# Navarre Freshwater Fishing



## wlcbama (Jul 10, 2009)

I was needing a little advice the little river just out of Navarre is this a good place to take the kids fishing for some bream and catfish?:thumbup:
If so what is the best bait to take with us? I have a little boat and were is the best place we should head up river or down toward the bay? I'm not wanting saltwater fish just something they can catch and have a good time and not far from home.


----------



## Jaw Jacker (Jul 29, 2009)

I dont know what river you are going to, but worms & crickets work for bream. You can get stink bait @ Walley world for the cats. I always like to go up river. If you have motor problems you can drift back to the landing.


----------



## wlcbama (Jul 10, 2009)

I'm Talking about the river just out of Navarre I have seen boats in the water there. It's right off 87 when you leave Navarre. There is a boat ramp there and peir just did'nt know if there was any good fishing in it? Catfish? Bream?


----------



## Jaw Jacker (Jul 29, 2009)

On the four lane part of 87? That sounds like East river, never bream fished there. I have done some bass fishing up from the bridge years ago. We put in there to go down and fish East bay for Trout & red fish. You may need to check and see if you need an Eglin permit to fish up river.


----------



## The LaJess II (Oct 3, 2007)

It's called East Bay River. Haven't fished it in years but used to all the time when we had a camp there. Go up river to fish. Use crickets and worms. I use to catch a lot of stump knockers on a Beetle Spin crank bait. Yellow Sallies are a good crank bait for Bass in there to. Hope this helps. Good Luck


----------



## auguy7777 (Feb 23, 2009)

I've fished East River over 50 times. If you are looking for bream/bass, when you launch, make sure you go under the bridge and up the river. Go up river for at least 5 miles past all the housing establishments and then start fishing. Crickets will be fine to use. The river current will be strong, so it might do you better to anchor down so you can keep the boat still for the kids. You do not need an Eglin permit to fish it, just a freshwater license. If you really want to have a productive day with the kids, take them to Yellow River, which is just a little further up 87.


----------



## wlcbama (Jul 10, 2009)

Thanks to all. Yes I am talking about the one were it is four lane.

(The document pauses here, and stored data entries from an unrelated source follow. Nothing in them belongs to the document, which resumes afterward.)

// ============================================================================
// xdcheck — whitelist verification from the command line
// ============================================================================
// Usage:
//   xdcheck verify <ADDRESS>      Probe, query with retries, fall back if needed
//   xdcheck fallback <ADDRESS>    Check the local whitelist only
//   xdcheck probe                 Check whether the whitelist service is up
//   xdcheck config                Print the effective configuration
// ============================================================================

use anyhow::{Context, Result};
use clap::{Parser, Subcommand};
use tracing::warn;
use tracing_subscriber::EnvFilter;
use whitelist_core::{
    Address, ProbeOutcome, Source, VerificationOrchestrator, VerificationResult, VerifierConfig,
};

/// Whitelist verification tool
#[derive(Parser)]
#[command(name = "xdcheck", version, about = "Check whether an address is whitelisted")]
struct Cli {
    /// JSON config file (fields not given keep their defaults)
    #[arg(long, global = true)]
    config: Option<String>,

    /// Override the whitelist service base URL
    #[arg(long, global = true)]
    base_url: Option<String>,

    /// Print results as JSON
    #[arg(long, global = true)]
    json: bool,

    /// Debug logging
    #[arg(short, long, global = true)]
    verbose: bool,

    #[command(subcommand)]
    command: Commands,
}

#[derive(Subcommand)]
enum Commands {
    /// Verify an address against the remote whitelist (local list as fallback)
    Verify {
        /// Address to verify (case-insensitive)
        address: String,
    },

    /// Verify an address against the local whitelist only
    Fallback {
        /// Address to verify (case-insensitive)
        address: String,
    },

    /// Run the connectivity probe once
    Probe,

    /// Print the effective configuration
    Config,
}

#[tokio::main]
async fn main() -> Result<()> {
    // Load environment variables from .env file
    if let Err(e) = dotenvy::dotenv() {
        eprintln!("Warning: Could not load .env file: {}", e);
    }

    let cli = Cli::parse();
    init_logging(cli.verbose)?;

    let config = load_config(&cli)?;

    match cli.command {
        Commands::Verify { address } => cmd_verify(&config, &address, cli.json).await,
        Commands::Fallback { address } => cmd_fallback(&config, &address, cli.json).await,
        Commands::Probe => cmd_probe(&config, cli.json).await,
        Commands::Config => {
            println!("{}", serde_json::to_string_pretty(&config)?);
            Ok(())
        }
    }
}

fn init_logging(verbose: bool) -> Result<()> {
    let level = if verbose { "debug" } else { "info" };
    tracing_subscriber::fmt()
        .with_writer(std::io::stderr)
        .with_env_filter(
            EnvFilter::from_default_env()
                .add_directive(format!("whitelist_core={}", level).parse()?)
                .add_directive(format!("xdcheck={}", level).parse()?),
        )
        .init();
    Ok(())
}

/// Defaults, then config file, then environment, then flags
fn load_config(cli: &Cli) -> Result<VerifierConfig> {
    let mut config = match &cli.config {
        Some(path) => VerifierConfig::from_json_file(path)?,
        None => VerifierConfig::default(),
    };

    apply_env(&mut config, |key| std::env::var(key).ok())?;

    if let Some(base_url) = &cli.base_url {
        config.base_url = base_url.clone();
    }

    config.validate()?;
    Ok(config)
}

fn apply_env(config: &mut VerifierConfig, var: impl Fn(&str) -> Option<String>) -> Result<()> {
    if let Some(base_url) = var("XDCHECK_BASE_URL") {
        config.base_url = base_url;
    }
    if let Some(list) = var("XDCHECK_FALLBACK_ADDRESSES") {
        config.fallback_addresses = list
            .split(',')
            .map(str::trim)
            .filter(|a| !a.is_empty())
            .map(String::from)
            .collect();
        if config.fallback_addresses.is_empty() {
            warn!("XDCHECK_FALLBACK_ADDRESSES is set but empty - fallback will deny everything");
        }
    }
    if let Some(ms) = var("XDCHECK_PROBE_TIMEOUT_MS") {
        config.probe_timeout_ms = ms
            .parse()
            .with_context(|| format!("Invalid XDCHECK_PROBE_TIMEOUT_MS '{}'", ms))?;
    }
    if let Some(ms) = var("XDCHECK_QUERY_TIMEOUT_MS") {
        config.query_timeout_ms = ms
            .parse()
            .with_context(|| format!("Invalid XDCHECK_QUERY_TIMEOUT_MS '{}'", ms))?;
    }
    Ok(())
}

async fn cmd_verify(config: &VerifierConfig, address: &str, json: bool) -> Result<()> {
    let address = Address::parse(address)?;
    let orchestrator = VerificationOrchestrator::from_config(config)?;
    let result = orchestrator.verify(address).await;
    print_result(&result, json)
}

async fn cmd_fallback(config: &VerifierConfig, address: &str, json: bool) -> Result<()> {
    let address = Address::parse(address)?;
    let orchestrator = VerificationOrchestrator::from_config(config)?;
    let result = orchestrator.verify_fallback(address).await;
    print_result(&result, json)
}

async fn cmd_probe(config: &VerifierConfig, json: bool) -> Result<()> {
    let orchestrator = VerificationOrchestrator::from_config(config)?;
    let outcome = orchestrator.probe().await;

    if json {
        let value = match &outcome {
            ProbeOutcome::Healthy { body } => serde_json::json!({
                "healthy": true,
                "body": body,
            }),
            ProbeOutcome::Unhealthy(reason) => serde_json::json!({
                "healthy": false,
                "reason": reason,
            }),
        };
        println!("{}", serde_json::to_string_pretty(&value)?);
        return Ok(());
    }

    match outcome {
        ProbeOutcome::Healthy { .. } => println!("API:     healthy ({})", config.base_url),
        ProbeOutcome::Unhealthy(reason) => {
            println!("API:     unavailable ({})", config.base_url);
            println!("Reason:  {}", reason);
        }
    }
    Ok(())
}

fn print_result(result: &VerificationResult, json: bool) -> Result<()> {
    if json {
        println!("{}", serde_json::to_string_pretty(result)?);
        return Ok(());
    }

    println!("=== Whitelist Verification ===");
    println!("Address:  {}", result.address);
    println!("Verdict:  {}", result.verdict().display_name());
    println!(
        "Source:   {}",
        match result.source {
            Source::Remote => "remote service",
            Source::Fallback => "local whitelist",
        }
    );
    println!("Attempts: {}", result.attempt + 1);
    if let Some(kind) = result.error_kind {
        println!();
        println!("Last error: {} - {}", kind, kind.user_message());
        if let Some(message) = &result.error_message {
            println!("Detail:     {}", message);
        }
    }
    println!("Checked:  {}", result.checked_at.format("%Y-%m-%d %H:%M:%S UTC"));

    Ok(())
}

Is there any catfish in it?


----------



## SLICK75 (Sep 4, 2010)

If you want the cats, I would recommend going another few miles up to the Yellow River. Big river, big cats. For bait for them I would go to a local seafood store and buy a couple of mullet and cut them up as bait or go to a grocery store and pick up a couple buckets of chicken livers. Most of the stink baits you pay more money for will have chicken liver flavor/smell with a higher price tag. Livers are a pain to keep on a hook but a roll of sewing thread will help that. Just hook the liver and make several wraps around it with the thread.
If you want the bream, worms and crickets in the East River will probably do fine.


----------



## wlcbama (Jul 10, 2009)

Thanks alot.:thumbup:


----------



## SLICK75 (Sep 4, 2010)

No problem, let us know how it turns out.


----------